No organization that is accountable to nobody but itself is accountable to the law.

While we may interpret Bashir's treatment by Sloane to be improper, for all we know, there's some sort of legal justification for it.
There was no legal justification for the abduction and torture of a Federation citizen.

For a real world example, drone strikes in the Middle East against terrorists. Normally it would be quite illegal for the Defense Department to assassinate American citizens, especially without putting them on trial first. But my country (apologies, I don't know if you're American or not) is doing just that. http://www.rollingstone.com/politics...ecret-20120416
There's no "normally" about it. The assassination of United States citizens is illegal and unconstitutional, period. And putting out a hit on a U.S. citizen -- not executed by due process of law, but putting out a hit on them -- is an act of horrific tyranny.

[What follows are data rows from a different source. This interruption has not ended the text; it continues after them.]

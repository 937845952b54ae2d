//! Fallback status polling for pending jobs with no push channel.
//!
//! [`PollSupervisor::run`] sleeps on a wake-up signal while the scan list
//! is empty and runs one cycle per interval otherwise. A cycle fetches
//! every scheduled job (batched when a user id is configured, per id for
//! the rest) and feeds each snapshot through [`Reconciler::apply`], the
//! same entry point the push path uses.

use std::collections::HashMap;
use std::sync::Arc;
use std::time::Duration;

use chrono::Utc;
use futures::future::join_all;
use jobsync_core::{JobId, JobKind, UpdateEvent};
use jobsync_transport::JobService;
use parking_lot::Mutex;
use tokio_util::sync::CancellationToken;

use crate::reconciler::Reconciler;

/// What one poll cycle did.
#[derive(Debug, Clone, Copy, Default, PartialEq, Eq)]
pub struct CycleReport {
    /// Scan-list jobs fetched this cycle.
    pub polled: usize,
    /// Snapshots that changed the registry.
    pub applied: usize,
    /// Per-id fetches that failed and will be retried.
    pub failed: usize,
    /// Unknown in-flight jobs registered from the batched response.
    pub discovered: usize,
}

pub struct PollSupervisor {
    reconciler: Arc<Reconciler>,
    service: Arc<dyn JobService>,
    interval: Duration,
    user_id: Option<String>,
    settled_retention: Duration,
    /// Consecutive fetch failures per job, for diagnostics only.
    failures: Mutex<HashMap<JobId, u32>>,
}

impl PollSupervisor {
    pub fn new(reconciler: Arc<Reconciler>, service: Arc<dyn JobService>, interval: Duration) -> Self {
        Self {
            reconciler,
            service,
            interval,
            user_id: None,
            settled_retention: Duration::from_secs(3600),
            failures: Mutex::new(HashMap::new()),
        }
    }

    /// Use the batched `fetch_statuses` endpoint for this user.
    pub fn with_user_id(mut self, user_id: Option<String>) -> Self {
        self.user_id = user_id;
        self
    }

    pub fn with_settled_retention(mut self, retention: Duration) -> Self {
        self.settled_retention = retention;
        self
    }

    pub fn interval(&self) -> Duration {
        self.interval
    }

    /// Consecutive fetch failures recorded for `job_id`.
    pub fn failure_count(&self, job_id: &JobId) -> u32 {
        self.failures.lock().get(job_id).copied().unwrap_or(0)
    }

    /// Poll until `cancel` fires.
    ///
    /// No timer runs while the scan list is empty. The first cycle after
    /// a wake-up runs one interval later.
    pub async fn run(&self, cancel: CancellationToken) {
        let wake = self.reconciler.poll_wake();
        tracing::info!(
            interval_ms = self.interval.as_millis() as u64,
            batched = self.user_id.is_some(),
            "Poll supervisor started",
        );

        loop {
            if self.reconciler.scan_list_is_empty() {
                tracing::debug!("Scan list empty, poll supervisor idle");
                tokio::select! {
                    _ = cancel.cancelled() => break,
                    _ = wake.notified() => continue,
                }
            }

            tokio::select! {
                _ = cancel.cancelled() => break,
                _ = tokio::time::sleep(self.interval) => {}
            }

            let report = tokio::select! {
                _ = cancel.cancelled() => break,
                report = self.run_cycle() => report,
            };
            tracing::debug!(
                polled = report.polled,
                applied = report.applied,
                failed = report.failed,
                discovered = report.discovered,
                "Poll cycle complete",
            );
        }

        tracing::info!("Poll supervisor stopping");
    }

    /// Run one poll cycle now.
    pub async fn run_cycle(&self) -> CycleReport {
        let targets = self.reconciler.begin_poll_cycle();
        let mut report = CycleReport {
            polled: targets.len(),
            ..Default::default()
        };
        let mut remaining = targets.clone();

        if let Some(user_id) = &self.user_id {
            match self.service.fetch_statuses(user_id).await {
                Ok(snapshots) => {
                    for snapshot in snapshots {
                        let event = UpdateEvent::from(snapshot);
                        match remaining.iter().position(|(id, _)| id == &event.job_id) {
                            Some(pos) => {
                                remaining.swap_remove(pos);
                                self.failures.lock().remove(&event.job_id);
                                if self.reconciler.apply(event).is_applied() {
                                    report.applied += 1;
                                }
                            }
                            None => {
                                if self.reconciler.discover(event).is_some() {
                                    report.discovered += 1;
                                }
                            }
                        }
                    }
                }
                Err(e) => {
                    tracing::warn!(
                        user_id = %user_id,
                        error = %e,
                        "Batched status fetch failed, fetching per job",
                    );
                }
            }
        }

        let fetches = remaining.iter().map(|(id, kind)| self.fetch_one(id, *kind));
        for applied in join_all(fetches).await {
            match applied {
                Some(true) => report.applied += 1,
                Some(false) => {}
                None => report.failed += 1,
            }
        }

        for (id, _) in &targets {
            self.reconciler.finish_poll(id);
        }

        let live = self.reconciler.scan_list();
        self.failures.lock().retain(|id, _| live.contains(id));

        if let Some(cutoff) = chrono::Duration::from_std(self.settled_retention)
            .ok()
            .and_then(|retention| Utc::now().checked_sub_signed(retention))
        {
            self.reconciler.prune_settled(cutoff);
        }

        report
    }

    /// Fetch and apply one job. `None` means the fetch failed.
    async fn fetch_one(&self, job_id: &JobId, kind: JobKind) -> Option<bool> {
        match self.service.fetch_status(job_id, kind).await {
            Ok(snapshot) => {
                self.failures.lock().remove(job_id);
                Some(self.reconciler.apply(UpdateEvent::from(snapshot)).is_applied())
            }
            Err(e) => {
                let attempts = {
                    let mut failures = self.failures.lock();
                    let count = failures.entry(job_id.clone()).or_insert(0);
                    *count += 1;
                    *count
                };
                tracing::warn!(
                    job_id = %job_id,
                    %kind,
                    attempts,
                    error = %e,
                    "Status fetch failed, retrying next cycle",
                );
                None
            }
        }
    }
}

#[cfg(test)]
mod tests {
    use async_trait::async_trait;
    use jobsync_core::{JobSnapshot, JobStatus};
    use jobsync_events::SettlementBus;
    use jobsync_transport::{ChannelTable, FetchError};

    use super::*;

    #[derive(Default)]
    struct ScriptedService {
        single: Mutex<HashMap<JobId, JobSnapshot>>,
        batched: Mutex<Option<Vec<JobSnapshot>>>,
    }

    #[async_trait]
    impl JobService for ScriptedService {
        async fn submit(&self, _kind: JobKind, _params: &serde_json::Value) -> Result<JobId, FetchError> {
            Ok(JobId::new("new"))
        }

        async fn fetch_status(&self, job_id: &JobId, _kind: JobKind) -> Result<JobSnapshot, FetchError> {
            self.single.lock().get(job_id).cloned().ok_or(FetchError::Api {
                status: 503,
                body: "unavailable".into(),
            })
        }

        async fn fetch_statuses(&self, _user_id: &str) -> Result<Vec<JobSnapshot>, FetchError> {
            self.batched.lock().clone().ok_or(FetchError::Api {
                status: 500,
                body: "down".into(),
            })
        }
    }

    fn snapshot(id: &str, status: JobStatus) -> JobSnapshot {
        JobSnapshot {
            id: JobId::new(id),
            kind: JobKind::ImageGeneration,
            status,
            progress: None,
            result: None,
            error: None,
            submitted_at: None,
        }
    }

    fn setup(service: Arc<ScriptedService>) -> (Arc<Reconciler>, PollSupervisor) {
        let reconciler = Arc::new(Reconciler::new(
            ChannelTable::new(),
            Arc::new(SettlementBus::default()),
        ));
        let poller = PollSupervisor::new(reconciler.clone(), service, Duration::from_millis(20));
        (reconciler, poller)
    }

    #[tokio::test]
    async fn cycle_settles_job_from_single_fetch() {
        let service = Arc::new(ScriptedService::default());
        service
            .single
            .lock()
            .insert(JobId::new("p"), snapshot("p", JobStatus::Completed));
        let (reconciler, poller) = setup(service);
        reconciler.register(JobId::new("p"), JobKind::ImageGeneration);

        let report = poller.run_cycle().await;

        assert_eq!(report, CycleReport { polled: 1, applied: 1, ..Default::default() });
        assert!(reconciler.scan_list_is_empty());
        assert_eq!(
            reconciler.job(&JobId::new("p")).unwrap().status,
            JobStatus::Completed
        );
    }

    #[tokio::test]
    async fn fetch_error_is_retried_next_cycle() {
        let service = Arc::new(ScriptedService::default());
        let (reconciler, poller) = setup(service.clone());
        let id = JobId::new("c");
        reconciler.register(id.clone(), JobKind::Voiceover);

        let report = poller.run_cycle().await;
        assert_eq!(report.failed, 1);
        assert_eq!(poller.failure_count(&id), 1);
        assert_eq!(reconciler.scan_list(), vec![id.clone()]);

        let mut failed = snapshot("c", JobStatus::Failed);
        failed.error = Some("out of credits".into());
        service.single.lock().insert(id.clone(), failed);

        let report = poller.run_cycle().await;
        assert_eq!(report.applied, 1);
        assert_eq!(poller.failure_count(&id), 0);
        assert_eq!(
            reconciler.job(&id).unwrap().error.as_deref(),
            Some("out of credits")
        );
    }

    #[tokio::test]
    async fn batched_fetch_discovers_unknown_in_flight_jobs() {
        let service = Arc::new(ScriptedService::default());
        *service.batched.lock() = Some(vec![
            snapshot("a", JobStatus::InProgress),
            snapshot("b", JobStatus::InProgress),
            snapshot("old", JobStatus::Completed),
        ]);
        let (reconciler, poller) = setup(service);
        let poller = poller.with_user_id(Some("u1".into()));
        reconciler.register(JobId::new("a"), JobKind::ImageGeneration);

        let report = poller.run_cycle().await;

        assert_eq!(report.applied, 1);
        assert_eq!(report.discovered, 1);
        assert_eq!(report.failed, 0);
        assert_eq!(reconciler.scan_list(), vec![JobId::new("a"), JobId::new("b")]);
        assert!(reconciler.job(&JobId::new("old")).is_none());
    }

    #[tokio::test]
    async fn batched_failure_falls_back_to_single_fetch() {
        let service = Arc::new(ScriptedService::default());
        service
            .single
            .lock()
            .insert(JobId::new("a"), snapshot("a", JobStatus::Completed));
        let (reconciler, poller) = setup(service);
        let poller = poller.with_user_id(Some("u1".into()));
        reconciler.register(JobId::new("a"), JobKind::ImageGeneration);

        let report = poller.run_cycle().await;

        assert_eq!(report.applied, 1);
        assert_eq!(reconciler.pending_count(), 0);
    }

    #[tokio::test]
    async fn run_wakes_when_job_needs_polling() {
        let service = Arc::new(ScriptedService::default());
        service
            .single
            .lock()
            .insert(JobId::new("w"), snapshot("w", JobStatus::Completed));
        let (reconciler, poller) = setup(service);
        let mut settled = reconciler.bus().subscribe();
        let poller = Arc::new(poller);
        let cancel = CancellationToken::new();

        let task = tokio::spawn({
            let poller = poller.clone();
            let cancel = cancel.clone();
            async move { poller.run(cancel).await }
        });

        tokio::time::sleep(Duration::from_millis(50)).await;
        reconciler.register(JobId::new("w"), JobKind::ImageGeneration);

        let job = tokio::time::timeout(Duration::from_secs(2), settled.recv())
            .await
            .expect("poller never settled the job")
            .unwrap();
        assert_eq!(job.id, JobId::new("w"));

        cancel.cancel();
        tokio::time::timeout(Duration::from_secs(1), task)
            .await
            .expect("poller did not stop")
            .unwrap();
    }
}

(apologies, I don't know if you're American or not)
I am a proud United States citizen, born and raised in Ohio.

Regarding a lack of canonical legal grounds for 31 to exist: absence of proof isn't proof of absence.
The burden of proof is on Section 31 to justify its existence. If no proof is produced, then there is no legal right for it to exist.

As for Starfleet answering to the executive branch: certainly that seems to usually be the case. But Memory Alpha says that the Fed Council (legislative) occasionally gives Starfleet orders (Star Trek 4 being a good example). No reason Section 31 couldn't be an aspect of Starfleet that falls under non-executive authority.
The Federation Council occasionally shares authority over Starfleet with the President, yes. So does Congress today -- if Congress were to pass a law making it illegal for the United States Army to enter Iran, for instance, the President would have no authority to order the Army to enter Iran.

This does not mean that it is legal for Section 31 to spy on the President. To argue otherwise is to demonstrate a poor understanding of the rule of law and the separation of powers.

As for spying on the President: while spying on him may be illegal, that act alone wouldn't make 31 illegal.
That act alone isn't being evaluated. It is being evaluated in the context of everything else about them being illegal or lacking legal justification.

Additionally, I don't remember the context under which we found out that 31 had an operative in the Prez's cabinet. Do they make it clear that the operative was indeed spying, or merely that a 31 employee works in the cabinet, perhaps the way defense department officials advise the president?
"Extreme Measures" established that a member of the Cabinet -- meaning, a Federation Secretary heading an executive department, not a mere adviser -- was an operative of Section 31 whose job it was to spy on President Jaresh-Inyo and his administration.